_Problem_
Report each line of the data that contains the string "Result".

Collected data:
= Beginning of Section =

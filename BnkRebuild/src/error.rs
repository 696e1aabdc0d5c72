//! Error types for `BnkRebuild`
//!
//! Only conditions that stop a root from rendering are errors. Recoverable
//! findings (missing references, missing media, unhandled properties) are
//! counted in [`Diagnostics`](crate::rebuild::Diagnostics) instead.

use std::path::PathBuf;

use thiserror::Error;

use crate::rebuild::NodeKind;

/// The error type for `BnkRebuild` operations.
#[non_exhaustive]
#[derive(Error, Debug)]
pub enum Error {
    // ==================== IO Errors ====================
    /// IO error from file operations.
    #[error("IO error: {0}")]
    Io(#[from] std::io::Error),

    /// A bank file could not be found.
    #[error("bank file not found: {path}")]
    BankNotFound {
        /// The path that was requested.
        path: PathBuf,
    },

    // ==================== Parsing Errors ====================
    /// JSON parsing or serialization error.
    #[error("JSON error: {0}")]
    JsonError(#[from] serde_json::Error),

    /// TOML options could not be parsed.
    #[error("TOML error: {0}")]
    TomlError(#[from] toml::de::Error),

    /// The generic node tree is malformed (bad node id, bad bank layout).
    #[error("invalid node tree: {0}")]
    InvalidTree(String),

    // ==================== Rebuild Errors ====================
    /// A required field or marker is missing, or a structural invariant of
    /// the object is violated.
    #[error("structural mismatch in {kind} {sid}: {message}")]
    StructuralMismatch {
        /// Kind of the object being rebuilt.
        kind: NodeKind,
        /// Stable id of the object.
        sid: u32,
        /// What was wrong.
        message: String,
    },

    /// A known subtype that the rebuilder does not handle.
    #[error("unimplemented feature in {kind} {sid}: {feature}")]
    UnimplementedFeature {
        /// Kind of the object being rebuilt.
        kind: NodeKind,
        /// Stable id of the object.
        sid: u32,
        /// The unhandled feature.
        feature: String,
    },

    /// A node was reached again while it was still being rendered.
    #[error("cyclic reference: node {sid} is already being rendered")]
    CyclicReference {
        /// Stable id of the re-entered node.
        sid: u32,
    },

    /// Rendering failed; `sid` is the innermost node that failed.
    #[error("error rendering node {sid}: {source}")]
    Render {
        /// Stable id of the failing node.
        sid: u32,
        /// The underlying failure.
        #[source]
        source: Box<Error>,
    },
}

impl Error {
    /// Build a [`Error::StructuralMismatch`] value.
    pub fn structural(kind: NodeKind, sid: u32, message: impl Into<String>) -> Self {
        Self::StructuralMismatch {
            kind,
            sid,
            message: message.into(),
        }
    }

    /// Build a [`Error::UnimplementedFeature`] value.
    pub fn unimplemented(kind: NodeKind, sid: u32, feature: impl Into<String>) -> Self {
        Self::UnimplementedFeature {
            kind,
            sid,
            feature: feature.into(),
        }
    }

    /// Tag an error with the node that was rendering when it happened.
    ///
    /// Errors that already carry a node id keep the innermost one.
    #[must_use]
    pub fn rendering(self, sid: u32) -> Self {
        match self {
            Self::Render { .. } => self,
            other => Self::Render {
                sid: other.failing_sid().unwrap_or(sid),
                source: Box::new(other),
            },
        }
    }

    /// Stable id of the node that failed, if the error carries one.
    #[must_use]
    pub fn failing_sid(&self) -> Option<u32> {
        match self {
            Self::Render { sid, .. }
            | Self::StructuralMismatch { sid, .. }
            | Self::UnimplementedFeature { sid, .. }
            | Self::CyclicReference { sid } => Some(*sid),
            _ => None,
        }
    }
}

/// A specialized Result type for `BnkRebuild` operations.
pub type Result<T> = std::result::Result<T, Error>;

#[cfg(test)]
mod tests {
    use super::*;

    #[test]
    fn test_rendering_keeps_innermost_sid() {
        let err = Error::structural(NodeKind::MusicTrack, 7, "more than 1 subtrack");
        let err = err.rendering(7).rendering(3).rendering(1);
        assert_eq!(err.failing_sid(), Some(7));
        assert!(err.to_string().contains("more than 1 subtrack"));
    }

    #[test]
    fn test_failing_sid_of_io_error() {
        let err = Error::Io(std::io::Error::other("boom"));
        assert_eq!(err.failing_sid(), None);
    }
}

= End of Section =

_Response area_
/// A specialized Result type for `BnkRebuild` operations.
pub type Result<T> = std::result::Result<T, Error>;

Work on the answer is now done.